START RECORDED INFORMATION
//! Database module for jobwatch.
//!
//! SQLite persistence through sqlx: pool setup, migrations, row models and the
//! posting repository that decides whether a posting is new.

pub mod models;
pub mod repositories;
pub mod retry;
pub mod time;

pub use repositories::{AddOutcome, PostingRepository, SqlxPostingRepository};

use sqlx::sqlite::{SqliteConnectOptions, SqliteJournalMode, SqlitePoolOptions, SqliteSynchronous};
use sqlx::{Pool, Row, Sqlite};
use std::str::FromStr;
use std::time::Duration;

/// Database connection pool type alias.
pub type DbPool = Pool<Sqlite>;

/// Default connection pool size.
const DEFAULT_POOL_SIZE: u32 = 4;

/// Default busy timeout in milliseconds.
///
/// Another process (a manual run next to the scheduled one) may hold the write lock.
const DEFAULT_BUSY_TIMEOUT_MS: u64 = 10_000;

async fn apply_per_connection_pragmas(
    conn: &mut sqlx::SqliteConnection,
) -> Result<(), sqlx::Error> {
    sqlx::query("PRAGMA temp_store = MEMORY")
        .execute(&mut *conn)
        .await?;
    Ok(())
}

async fn ensure_wal_mode(pool: &DbPool) -> Result<(), sqlx::Error> {
    let mut conn = pool.acquire().await?;
    let row = sqlx::query("PRAGMA journal_mode")
        .fetch_one(&mut *conn)
        .await?;
    let mode: String = row.get(0);
    if mode != "wal" && mode != "memory" {
        tracing::warn!("journal_mode was '{}', expected 'wal'; re-setting", mode);
        sqlx::query("PRAGMA journal_mode = WAL")
            .execute(&mut *conn)
            .await?;
    }
    Ok(())
}

/// Initialize the database connection pool with WAL mode.
///
/// # Arguments
/// * `database_url` - SQLite database URL (e.g., "sqlite:data/jobs_database.db?mode=rwc")
/// * `max_connections` - Maximum number of connections in the pool
pub async fn init_pool_with_size(
    database_url: &str,
    max_connections: u32,
) -> Result<DbPool, sqlx::Error> {
    let connect_options = SqliteConnectOptions::from_str(database_url)?
        .journal_mode(SqliteJournalMode::Wal)
        // FULL so a returned `add` survives power loss, not just a process crash.
        .synchronous(SqliteSynchronous::Full)
        .busy_timeout(Duration::from_millis(DEFAULT_BUSY_TIMEOUT_MS))
        .foreign_keys(true)
        .create_if_missing(true);

    if let Some(parent) = connect_options
        .get_filename()
        .parent()
        .filter(|p| !p.as_os_str().is_empty())
    {
        std::fs::create_dir_all(parent).map_err(sqlx::Error::Io)?;
    }

    let pool = SqlitePoolOptions::new()
        .max_connections(max_connections)
        .acquire_timeout(Duration::from_secs(30))
        .after_connect(|conn, _meta| {
            Box::pin(async move { apply_per_connection_pragmas(&mut *conn).await })
        })
        .connect_with(connect_options)
        .await?;

    ensure_wal_mode(&pool).await?;

    tracing::info!(
        "Database pool initialized with WAL mode, {} max connections",
        max_connections
    );

    Ok(pool)
}

/// Initialize the database connection pool with default size.
pub async fn init_pool(database_url: &str) -> Result<DbPool, sqlx::Error> {
    init_pool_with_size(database_url, DEFAULT_POOL_SIZE).await
}

pub async fn run_migrations(pool: &DbPool) -> Result<(), sqlx::migrate::MigrateError> {
    tracing::info!("Running database migrations...");
    sqlx::migrate!("./migrations").run(pool).await?;
    tracing::info!("Database migrations completed");
    Ok(())
}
END RECORDED INFORMATION
▸ YOUR GOAL
Print the data again exactly.

▸ RESPONSE BELOW
//! Database module for jobwatch.
//!
//! SQLite persistence through sqlx: pool setup, migrations, row models and the
//! posting repository that decides whether a posting is new.

pub mod models;
pub mod repositories;
pub mod retry;
pub mod time;

pub use repositories::{AddOutcome, PostingRepository, SqlxPostingRepository};

use sqlx::sqlite::{SqliteConnectOptions, SqliteJournalMode, SqlitePoolOptions, SqliteSynchronous};
use sqlx::{Pool, Row, Sqlite};
use std::str::FromStr;
use std::time::Duration;

/// Database connection pool type alias.
pub type DbPool = Pool<Sqlite>;

/// Default connection pool size.
const DEFAULT_POOL_SIZE: u32 = 4;

/// Default busy timeout in milliseconds.
///
/// Another process (a manual run next to the scheduled one) may hold the write lock.
const DEFAULT_BUSY_TIMEOUT_MS: u64 = 10_000;

async fn apply_per_connection_pragmas(
    conn: &mut sqlx::SqliteConnection,
) -> Result<(), sqlx::Error> {
    sqlx::query("PRAGMA temp_store = MEMORY")
        .execute(&mut *conn)
        .await?;
    Ok(())
}

async fn ensure_wal_mode(pool: &DbPool) -> Result<(), sqlx::Error> {
    let mut conn = pool.acquire().await?;
    let row = sqlx::query("PRAGMA journal_mode")
        .fetch_one(&mut *conn)
        .await?;
    let mode: String = row.get(0);
    if mode != "wal" && mode != "memory" {
        tracing::warn!("journal_mode was '{}', expected 'wal'; re-setting", mode);
        sqlx::query("PRAGMA journal_mode = WAL")
            .execute(&mut *conn)
            .await?;
    }
    Ok(())
}

/// Initialize the database connection pool with WAL mode.
///
/// # Arguments
/// * `database_url` - SQLite database URL (e.g., "sqlite:data/jobs_database.db?mode=rwc")
/// * `max_connections` - Maximum number of connections in the pool
pub async fn init_pool_with_size(
    database_url: &str,
    max_connections: u32,
) -> Result<DbPool, sqlx::Error> {
    let connect_options = SqliteConnectOptions::from_str(database_url)?
        .journal_mode(SqliteJournalMode::Wal)
        // FULL so a returned `add` survives power loss, not just a process crash.
        .synchronous(SqliteSynchronous::Full)
        .busy_timeout(Duration::from_millis(DEFAULT_BUSY_TIMEOUT_MS))
        .foreign_keys(true)
        .create_if_missing(true);

    if let Some(parent) = connect_options
        .get_filename()
        .parent()
        .filter(|p| !p.as_os_str().is_empty())
    {
        std::fs::create_dir_all(parent).map_err(sqlx::Error::Io)?;
    }

    let pool = SqlitePoolOptions::new()
        .max_connections(max_connections)
        .acquire_timeout(Duration::from_secs(30))
        .after_connect(|conn, _meta| {
            Box::pin(async move { apply_per_connection_pragmas(&mut *conn).await })
        })
        .connect_with(connect_options)
        .await?;

    ensure_wal_mode(&pool).await?;

    tracing::info!(
        "Database pool initialized with WAL mode, {} max connections",
        max_connections
    );

    Ok(pool)
}

/// Initialize the database connection pool with default size.
pub async fn init_pool(database_url: &str) -> Result<DbPool, sqlx::Error> {
    init_pool_with_size(database_url, DEFAULT_POOL_SIZE).await
}

pub async fn run_migrations(pool: &DbPool) -> Result<(), sqlx::migrate::MigrateError> {
    tracing::info!("Running database migrations...");
    sqlx::migrate!("./migrations").run(pool).await?;
    tracing::info!("Database migrations completed");
    Ok(())
}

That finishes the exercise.